Can you retype every record below exactly as written?

--------------------

//! Input resolution: turn a CLI argument (path or URL) into an [`UploadedFile`].
//!
//! The declared MIME type is what [`crate::intake::FileIntake`] checks, so it
//! is inferred the way a browser would: from the `Content-Type` header for
//! downloads, from the extension for local files, and from the `%PDF`
//! magic as a last resort.

use crate::error::ReviewError;
use crate::model::{UploadedFile, PDF_MIME};
use std::path::{Path, PathBuf};
use tracing::{debug, info};

const OCTET_STREAM: &str = "application/octet-stream";

/// Check if the input string looks like a URL.
pub fn is_url(input: &str) -> bool {
    input.starts_with("http://") || input.starts_with("https://")
}

/// Resolve `input` to an in-memory file.
pub async fn resolve_input(input: &str, timeout_secs: u64) -> Result<UploadedFile, ReviewError> {
    if is_url(input) {
        download_url(input, timeout_secs).await
    } else {
        read_local(Path::new(input)).await
    }
}

async fn read_local(path: &Path) -> Result<UploadedFile, ReviewError> {
    let bytes = tokio::fs::read(path).await.map_err(|e| match e.kind() {
        std::io::ErrorKind::NotFound => ReviewError::InputNotFound {
            path: path.to_path_buf(),
        },
        _ => ReviewError::invalid_input(format!("cannot read '{}': {e}", path.display())),
    })?;

    let name = path
        .file_name()
        .map(|n| n.to_string_lossy().into_owned())
        .unwrap_or_else(|| "resume.pdf".to_string());
    let mime = infer_mime(&name, None, &bytes);

    debug!("Read {} ({} bytes, {})", path.display(), bytes.len(), mime);
    Ok(UploadedFile::new(name, mime, bytes))
}

async fn download_url(url: &str, timeout_secs: u64) -> Result<UploadedFile, ReviewError> {
    info!("Downloading resume from: {}", url);

    let failed = |reason: String| ReviewError::DownloadFailed {
        url: url.to_string(),
        reason,
    };

    let client = reqwest::Client::builder()
        .timeout(std::time::Duration::from_secs(timeout_secs))
        .build()
        .map_err(|e| failed(e.to_string()))?;

    let response = client.get(url).send().await.map_err(|e| {
        if e.is_timeout() {
            failed(format!("timed out after {timeout_secs}s"))
        } else {
            failed(e.to_string())
        }
    })?;

    if !response.status().is_success() {
        return Err(failed(format!("HTTP {}", response.status())));
    }

    let content_type = response
        .headers()
        .get(reqwest::header::CONTENT_TYPE)
        .and_then(|v| v.to_str().ok())
        .map(|v| v.split(';').next().unwrap_or(v).trim().to_ascii_lowercase());
    let name = file_name_from_url(url);

    let bytes = response.bytes().await.map_err(|e| failed(e.to_string()))?;
    let mime = infer_mime(&name, content_type.as_deref(), &bytes);

    info!("Downloaded {} ({} bytes, {})", name, bytes.len(), mime);
    Ok(UploadedFile::new(name, mime, bytes.to_vec()))
}

/// Header first, then extension, then magic bytes.
fn infer_mime(name: &str, content_type: Option<&str>, bytes: &[u8]) -> String {
    match content_type {
        Some(ct) if !ct.is_empty() && ct != OCTET_STREAM => return ct.to_string(),
        _ => {}
    }
    let has_pdf_ext = PathBuf::from(name)
        .extension()
        .is_some_and(|ext| ext.eq_ignore_ascii_case("pdf"));
    if has_pdf_ext || bytes.starts_with(b"%PDF") {
        PDF_MIME.to_string()
    } else {
        OCTET_STREAM.to_string()
    }
}

/// Last non-empty path segment containing a dot, else `resume.pdf`.
fn file_name_from_url(url: &str) -> String {
    if let Ok(parsed) = reqwest::Url::parse(url) {
        if let Some(mut segments) = parsed.path_segments() {
            if let Some(last) = segments.next_back() {
                if !last.is_empty() && last.contains('.') {
                    return last.to_string();
                }
            }
        }
    }

    "resume.pdf".to_string()
}

#[cfg(test)]
mod tests {
    use super::*;

    #[test]
    fn test_is_url() {
        assert!(is_url("https://example.com/doc.pdf"));
        assert!(is_url("http://example.com/doc.pdf"));
        assert!(!is_url("/tmp/doc.pdf"));
        assert!(!is_url("doc.pdf"));
        assert!(!is_url(""));
    }

    #[test]
    fn mime_prefers_header() {
        assert_eq!(infer_mime("cv.pdf", Some("text/html"), b"%PDF"), "text/html");
        assert_eq!(infer_mime("cv", Some(OCTET_STREAM), b"%PDF-1.7"), PDF_MIME);
    }

    #[test]
    fn mime_from_extension_or_magic() {
        assert_eq!(infer_mime("CV.PDF", None, b""), PDF_MIME);
        assert_eq!(infer_mime("scan", None, b"%PDF-1.4"), PDF_MIME);
        assert_eq!(infer_mime("notes.txt", None, b"hello"), OCTET_STREAM);
    }

    #[test]
    fn url_file_names() {
        assert_eq!(file_name_from_url("https://x.io/files/cv.pdf?dl=1"), "cv.pdf");
        assert_eq!(file_name_from_url("https://x.io/files/"), "resume.pdf");
    }

    #[tokio::test]
    async fn local_file_is_read_with_inferred_type() {
        let dir = tempfile::tempdir().unwrap();
        let path = dir.path().join("resume.pdf");
        std::fs::write(&path, b"%PDF-1.7 test").unwrap();

        let file = resolve_input(path.to_str().unwrap(), 5).await.unwrap();
        assert_eq!(file.name(), "resume.pdf");
        assert!(file.is_pdf());
        assert_eq!(file.size(), 13);
    }

    #[tokio::test]
    async fn missing_local_file() {
        let err = resolve_input("/definitely/not/here.pdf", 5).await.unwrap_err();
        assert!(matches!(err, ReviewError::InputNotFound { .. }));
    }
}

--------------------

■ TASK RESPONSE:
//! Input resolution: turn a CLI argument (path or URL) into an [`UploadedFile`].
//!
//! The declared MIME type is what [`crate::intake::FileIntake`] checks, so it
//! is inferred the way a browser would: from the `Content-Type` header for
//! downloads, from the extension for local files, and from the `%PDF`
//! magic as a last resort.

use crate::error::ReviewError;
use crate::model::{UploadedFile, PDF_MIME};
use std::path::{Path, PathBuf};
use tracing::{debug, info};

const OCTET_STREAM: &str = "application/octet-stream";

/// Check if the input string looks like a URL.
pub fn is_url(input: &str) -> bool {
    input.starts_with("http://") || input.starts_with("https://")
}

/// Resolve `input` to an in-memory file.
pub async fn resolve_input(input: &str, timeout_secs: u64) -> Result<UploadedFile, ReviewError> {
    if is_url(input) {
        download_url(input, timeout_secs).await
    } else {
        read_local(Path::new(input)).await
    }
}

async fn read_local(path: &Path) -> Result<UploadedFile, ReviewError> {
    let bytes = tokio::fs::read(path).await.map_err(|e| match e.kind() {
        std::io::ErrorKind::NotFound => ReviewError::InputNotFound {
            path: path.to_path_buf(),
        },
        _ => ReviewError::invalid_input(format!("cannot read '{}': {e}", path.display())),
    })?;

    let name = path
        .file_name()
        .map(|n| n.to_string_lossy().into_owned())
        .unwrap_or_else(|| "resume.pdf".to_string());
    let mime = infer_mime(&name, None, &bytes);

    debug!("Read {} ({} bytes, {})", path.display(), bytes.len(), mime);
    Ok(UploadedFile::new(name, mime, bytes))
}

async fn download_url(url: &str, timeout_secs: u64) -> Result<UploadedFile, ReviewError> {
    info!("Downloading resume from: {}", url);

    let failed = |reason: String| ReviewError::DownloadFailed {
        url: url.to_string(),
        reason,
    };

    let client = reqwest::Client::builder()
        .timeout(std::time::Duration::from_secs(timeout_secs))
        .build()
        .map_err(|e| failed(e.to_string()))?;

    let response = client.get(url).send().await.map_err(|e| {
        if e.is_timeout() {
            failed(format!("timed out after {timeout_secs}s"))
        } else {
            failed(e.to_string())
        }
    })?;

    if !response.status().is_success() {
        return Err(failed(format!("HTTP {}", response.status())));
    }

    let content_type = response
        .headers()
        .get(reqwest::header::CONTENT_TYPE)
        .and_then(|v| v.to_str().ok())
        .map(|v| v.split(';').next().unwrap_or(v).trim().to_ascii_lowercase());
    let name = file_name_from_url(url);

    let bytes = response.bytes().await.map_err(|e| failed(e.to_string()))?;
    let mime = infer_mime(&name, content_type.as_deref(), &bytes);

    info!("Downloaded {} ({} bytes, {})", name, bytes.len(), mime);
    Ok(UploadedFile::new(name, mime, bytes.to_vec()))
}

/// Header first, then extension, then magic bytes.
fn infer_mime(name: &str, content_type: Option<&str>, bytes: &[u8]) -> String {
    match content_type {
        Some(ct) if !ct.is_empty() && ct != OCTET_STREAM => return ct.to_string(),
        _ => {}
    }
    let has_pdf_ext = PathBuf::from(name)
        .extension()
        .is_some_and(|ext| ext.eq_ignore_ascii_case("pdf"));
    if has_pdf_ext || bytes.starts_with(b"%PDF") {
        PDF_MIME.to_string()
    } else {
        OCTET_STREAM.to_string()
    }
}

/// Last non-empty path segment containing a dot, else `resume.pdf`.
fn file_name_from_url(url: &str) -> String {
    if let Ok(parsed) = reqwest::Url::parse(url) {
        if let Some(mut segments) = parsed.path_segments() {
            if let Some(last) = segments.next_back() {
                if !last.is_empty() && last.contains('.') {
                    return last.to_string();
                }
            }
        }
    }

    "resume.pdf".to_string()
}

#[cfg(test)]
mod tests {
    use super::*;

    #[test]
    fn test_is_url() {
        assert!(is_url("https://example.com/doc.pdf"));
        assert!(is_url("http://example.com/doc.pdf"));
        assert!(!is_url("/tmp/doc.pdf"));
        assert!(!is_url("doc.pdf"));
        assert!(!is_url(""));
    }

    #[test]
    fn mime_prefers_header() {
        assert_eq!(infer_mime("cv.pdf", Some("text/html"), b"%PDF"), "text/html");
        assert_eq!(infer_mime("cv", Some(OCTET_STREAM), b"%PDF-1.7"), PDF_MIME);
    }

    #[test]
    fn mime_from_extension_or_magic() {
        assert_eq!(infer_mime("CV.PDF", None, b""), PDF_MIME);
        assert_eq!(infer_mime("scan", None, b"%PDF-1.4"), PDF_MIME);
        assert_eq!(infer_mime("notes.txt", None, b"hello"), OCTET_STREAM);
    }

    #[test]
    fn url_file_names() {
        assert_eq!(file_name_from_url("https://x.io/files/cv.pdf?dl=1"), "cv.pdf");
        assert_eq!(file_name_from_url("https://x.io/files/"), "resume.pdf");
    }

    #[tokio::test]
    async fn local_file_is_read_with_inferred_type() {
        let dir = tempfile::tempdir().unwrap();
        let path = dir.path().join("resume.pdf");
        std::fs::write(&path, b"%PDF-1.7 test").unwrap();

        let file = resolve_input(path.to_str().unwrap(), 5).await.unwrap();
        assert_eq!(file.name(), "resume.pdf");
        assert!(file.is_pdf());
        assert_eq!(file.size(), 13);
    }

    #[tokio::test]
    async fn missing_local_file() {
        let err = resolve_input("/definitely/not/here.pdf", 5).await.unwrap_err();
        assert!(matches!(err, ReviewError::InputNotFound { .. }));
    }
}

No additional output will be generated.